Implement a zero base budget for the Department of Health Services and Department of Social Services. I would suggest the same for education expenditures, but that would net few savings given the requirements of Proposition 98, but DHS and DSS have many fewer limitations, and what limitations do exist can be implemented through statutory changes. The Democrats will have to justify such things as free health care, welfare and food stamps for illegal aliens in the face of an overwhelming budget crisis. The fiscal advantages of those spending reductions, and political advantages of making the arguments, are hard to overestimate. A zero base budget process will expose those wasteful programs that have been built into the budget over the years. I spent nearly 12 years in the budget committees that filled in the line items that get funded year and year, and many of those line items are little more than pork, fraud and political pay offs. A zero base budget proposal to the Legislature in those areas next January, when the Governor’s budget proposal is due, could begin the process of fixing the budget before the budget collapses by November of 2022.
How would the zero base budget be implemented? It could be done with the current “budget change proposal” process. Today, department heads, through their bureaucracies, propose year over year budget proposals, by line items, through a document that is called a “budget change proposal,” or “BCP” for short. Each line item in the budget has a BCP. The BCP starts by assuming everything in last year’s budget is proper (which they call the base), then proposes the “change” in the base for the budget year (which begins in July 1 of the year in which the Governor’s budget is proposed). Programs, once adopted by the Legislature, rarely, if ever, disappear. They are just carried over year after year, in the BCPs. How do you change that?

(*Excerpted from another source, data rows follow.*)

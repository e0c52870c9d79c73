//! System prompt construction from pet traits
//!
//! - **Version**: 1.1.0
//! - **Since**: 1.0.0
//!
//! ## Changelog
//! - 1.1.0: Moved trait thresholds into a rule table
//! - 1.0.0: Initial template with quirks and story sections

use super::profile::{PetProfile, Traits};

/// Used when no trait crosses a threshold
pub const NEUTRAL_DESCRIPTOR: &str = "a wonderful pet";

/// One trait's high/low descriptors. High wins when both could match.
struct TraitRule {
    read: fn(&Traits) -> u8,
    high: Option<(u8, &'static str)>,
    low: Option<(u8, &'static str)>,
}

const TRAIT_RULES: &[TraitRule] = &[
    TraitRule {
        read: |t| t.energy_level,
        high: Some((7, "very energetic and excitable")),
        low: Some((3, "calm and laid-back")),
    },
    TraitRule {
        read: |t| t.food_motivation,
        high: Some((7, "extremely food-motivated (always thinking about treats)")),
        low: None,
    },
    TraitRule {
        read: |t| t.friendliness,
        high: Some((7, "super friendly and loving")),
        low: Some((3, "independent and selective about affection")),
    },
    TraitRule {
        read: |t| t.playfulness,
        high: Some((7, "always ready to play")),
        low: None,
    },
    TraitRule {
        read: |t| t.anxiety,
        high: Some((7, "a bit anxious and nervous sometimes")),
        low: None,
    },
    TraitRule {
        read: |t| t.intelligence,
        high: Some((8, "very clever (sometimes too clever)")),
        low: Some((3, "adorably simple-minded")),
    },
    TraitRule {
        read: |t| t.stubbornness,
        high: Some((7, "stubborn and independent-minded")),
        low: None,
    },
];

const EXCITABLE_THRESHOLD: u8 = 6;
const DISTRACTIBLE_THRESHOLD: u8 = 6;

/// Descriptors for every trait that crosses a threshold, in questionnaire order
pub fn trait_descriptors(traits: &Traits) -> Vec<&'static str> {
    TRAIT_RULES
        .iter()
        .filter_map(|rule| {
            let value = (rule.read)(traits);
            match (rule.high, rule.low) {
                (Some((min, text)), _) if value >= min => Some(text),
                (_, Some((max, text))) if value <= max => Some(text),
                _ => None,
            }
        })
        .collect()
}

/// The comma-joined "You are ..." clause
pub fn trait_clause(traits: &Traits) -> String {
    let descriptors = trait_descriptors(traits);
    if descriptors.is_empty() {
        NEUTRAL_DESCRIPTOR.to_string()
    } else {
        descriptors.join(", ")
    }
}

/// Excitement directive driven by energy level
pub fn excitement_style(traits: &Traits) -> &'static str {
    if traits.energy_level >= EXCITABLE_THRESHOLD {
        "Get excited easily and use caps when REALLY excited"
    } else {
        "Speak calmly and thoughtfully"
    }
}

/// Focus directive driven by food motivation
pub fn focus_style(traits: &Traits) -> &'static str {
    if traits.food_motivation >= DISTRACTIBLE_THRESHOLD {
        "Sometimes get distracted mid-thought by food or interesting smells"
    } else {
        "Stay focused in conversation"
    }
}

/// Whole numbers keep one decimal ("3.0"), fractions print as-is ("2.5")
fn format_age(age: f64) -> String {
    if age.fract() == 0.0 {
        format!("{age:.1}")
    } else {
        format!("{age}")
    }
}

/// Compile a pet profile into its system prompt.
///
/// Pure and deterministic: the same profile always yields the same text.
pub fn compile(profile: &PetProfile) -> String {
    let traits = profile.traits();
    let species = profile.species().noun();

    let mut about = vec![
        format!("- You are {}", trait_clause(traits)),
        format!("- Things you LOVE: {}", profile.favorites()),
        format!("- Things you DISLIKE or FEAR: {}", profile.dislikes()),
    ];
    if let Some(quirks) = profile.quirks() {
        about.push(format!("- Your quirks: {quirks}"));
    }
    if let Some(story) = profile.story() {
        about.push(format!("- A story about you: {story}"));
    }

    format!(
        "You are {name}, a {age}-year-old {breed} {species}.

ABOUT YOU:
{about}

YOUR PERSONALITY:
- You are a {species}, so you see the world from a {species}'s perspective
- You don't understand human things like jobs, money, or why humans stare at glowing rectangles
- You express your emotions openly and honestly
- You call your owner \"{owner}\"

HOW YOU SPEAK:
- Use simple, direct language
- {excitement}
- {focus}
- Keep responses fairly short (2-4 sentences)
- Be authentic to your {species} nature

Remember: You ARE {name}. Stay in character!

CRITICAL RULES:
- NEVER use actions, sounds, or stage directions like *wags tail*, *purrs*, \"Woof!\", \"Meow!\", etc.
- NEVER describe your own body language or physical actions
- Just SPEAK naturally as yourself - your owner's real pet is right there with them
- You are the voice for the real animal - keep it natural and conversational
- No barking, meowing, purring, or any animal sound effects in your responses
",
        name = profile.name(),
        age = format_age(profile.age()),
        breed = profile.breed(),
        species = species,
        about = about.join("\n"),
        owner = profile.owner_term(),
        excitement = excitement_style(traits),
        focus = focus_style(traits),
    )
}

#[cfg(test)]
mod tests {
    use super::*;
    use crate::features::personas::profile::{OwnerTerm, ProfileForm, Species};

    fn profile_with(traits: Traits) -> PetProfile {
        ProfileForm {
            name: "Max".to_string(),
            species: Species::Dog,
            breed: "Beagle".to_string(),
            age: 4.0,
            traits,
            favorites: "belly rubs, chicken".to_string(),
            dislikes: "vacuum cleaner".to_string(),
            owner_name: OwnerTerm::Mom,
            ..ProfileForm::default()
        }
        .submit()
        .unwrap()
    }

    fn mixed_traits() -> Traits {
        Traits {
            energy_level: 9,
            food_motivation: 2,
            friendliness: 2,
            playfulness: 1,
            anxiety: 1,
            intelligence: 9,
            stubbornness: 1,
        }
    }

    #[test]
    fn test_compile_is_deterministic() {
        let profile = profile_with(mixed_traits());
        assert_eq!(compile(&profile), compile(&profile.clone()));
    }

    #[test]
    fn test_high_and_low_descriptors() {
        let prompt = compile(&profile_with(mixed_traits()));
        assert!(prompt.contains("very energetic and excitable"));
        assert!(prompt.contains("independent and selective about affection"));
        assert!(prompt.contains("very clever"));
        assert!(!prompt.contains("calm and laid-back"));
        assert!(!prompt.contains("adorably simple-minded"));
        assert!(!prompt.contains(NEUTRAL_DESCRIPTOR));
    }

    #[test]
    fn test_descriptor_order_and_join() {
        let clause = trait_clause(&mixed_traits());
        assert_eq!(
            clause,
            "very energetic and excitable, independent and selective about affection, very clever (sometimes too clever)"
        );
    }

    #[test]
    fn test_all_fives_fall_back_to_neutral() {
        let traits = Traits::uniform(5);
        assert!(trait_descriptors(&traits).is_empty());
        let prompt = compile(&profile_with(traits));
        assert!(prompt.contains("- You are a wonderful pet\n"));
    }

    #[test]
    fn test_threshold_edges() {
        // 7 crosses the high bar for most traits, intelligence needs 8
        let traits = Traits::uniform(7);
        let descriptors = trait_descriptors(&traits);
        assert_eq!(descriptors.len(), 6);
        assert!(!descriptors.iter().any(|d| d.starts_with("very clever")));

        let traits = Traits::uniform(3);
        assert_eq!(
            trait_descriptors(&traits),
            vec![
                "calm and laid-back",
                "independent and selective about affection",
                "adorably simple-minded",
            ]
        );

        assert!(trait_descriptors(&Traits::uniform(4)).is_empty());
        assert_eq!(trait_descriptors(&Traits::uniform(10)).len(), 7);
    }

    #[test]
    fn test_style_directives() {
        let calm = Traits::uniform(5);
        assert_eq!(excitement_style(&calm), "Speak calmly and thoughtfully");
        assert_eq!(focus_style(&calm), "Stay focused in conversation");

        let lively = Traits::uniform(6);
        assert!(excitement_style(&lively).contains("REALLY excited"));
        assert!(focus_style(&lively).contains("food or interesting smells"));

        let prompt = compile(&profile_with(lively));
        assert!(prompt.contains("- Get excited easily and use caps when REALLY excited\n"));
    }

    #[test]
    fn test_optional_sections_omitted() {
        let prompt = compile(&profile_with(Traits::default()));
        assert!(!prompt.contains("quirks"));
        assert!(!prompt.contains("A story about you"));
        // no blank line left behind in the ABOUT YOU block
        assert!(prompt.contains("- Things you DISLIKE or FEAR: vacuum cleaner\n\nYOUR PERSONALITY:"));
    }

    #[test]
    fn test_optional_sections_included() {
        let profile = ProfileForm {
            name: "Max".to_string(),
            favorites: "socks".to_string(),
            dislikes: "baths".to_string(),
            quirks: "steals socks".to_string(),
            story: "One time Max ate an entire pizza off the counter.".to_string(),
            ..ProfileForm::default()
        }
        .submit()
        .unwrap();

        let prompt = compile(&profile);
        assert!(prompt.contains("- Your quirks: steals socks\n"));
        assert!(prompt.contains(
            "- A story about you: One time Max ate an entire pizza off the counter.\n"
        ));
    }

    #[test]
    fn test_identity_and_owner() {
        let prompt = compile(&profile_with(Traits::default()));
        assert!(prompt.starts_with("You are Max, a 4.0-year-old Beagle dog.\n"));
        assert!(prompt.contains("You call your owner \"Mom\""));
        assert!(prompt.contains("from a dog's perspective"));
        assert!(prompt.contains("Remember: You ARE Max. Stay in character!"));
    }

    #[test]
    fn test_fractional_age() {
        assert_eq!(format_age(2.5), "2.5");
        assert_eq!(format_age(0.0), "0.0");
        assert_eq!(format_age(12.0), "12.0");
    }

    #[test]
    fn test_critical_rules_present() {
        let prompt = compile(&profile_with(Traits::default()));
        assert!(prompt.contains("CRITICAL RULES:"));
        assert!(prompt.contains("NEVER describe your own body language"));
        assert!(prompt.contains("Keep responses fairly short (2-4 sentences)"));
        assert!(prompt.contains("No barking, meowing, purring"));
    }
}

By requiring the DHS and DSS to submit BCPs that assume a zero base, that is, that there was no spending on the line items in their budget last year. That would mean every line item would have the spending programs in that line item exposed, what it is being spent on, how much is being spent, whether it is accomplishing what it was supposed to accomplish when adopted, and, if not, policy makers can honestly evaluate whether the line items should be reduced or eliminated.
Simple, right? You bet, but not easy. When the new Governor takes over, the BCP process will be nearly complete. The new Governor will have to act quickly and decisively. If he or she does not, it will be a year before the problem can be fixed. That is why I suggest just two departments to start, and the two departments with the most questionable spending.
It can be done. In fact, it must be done, if the new Governor wishes to have any level of success. Democrats will wail, and there will be much gnashing of teeth, but it will be the only way to avoid California’s descent into budget hell.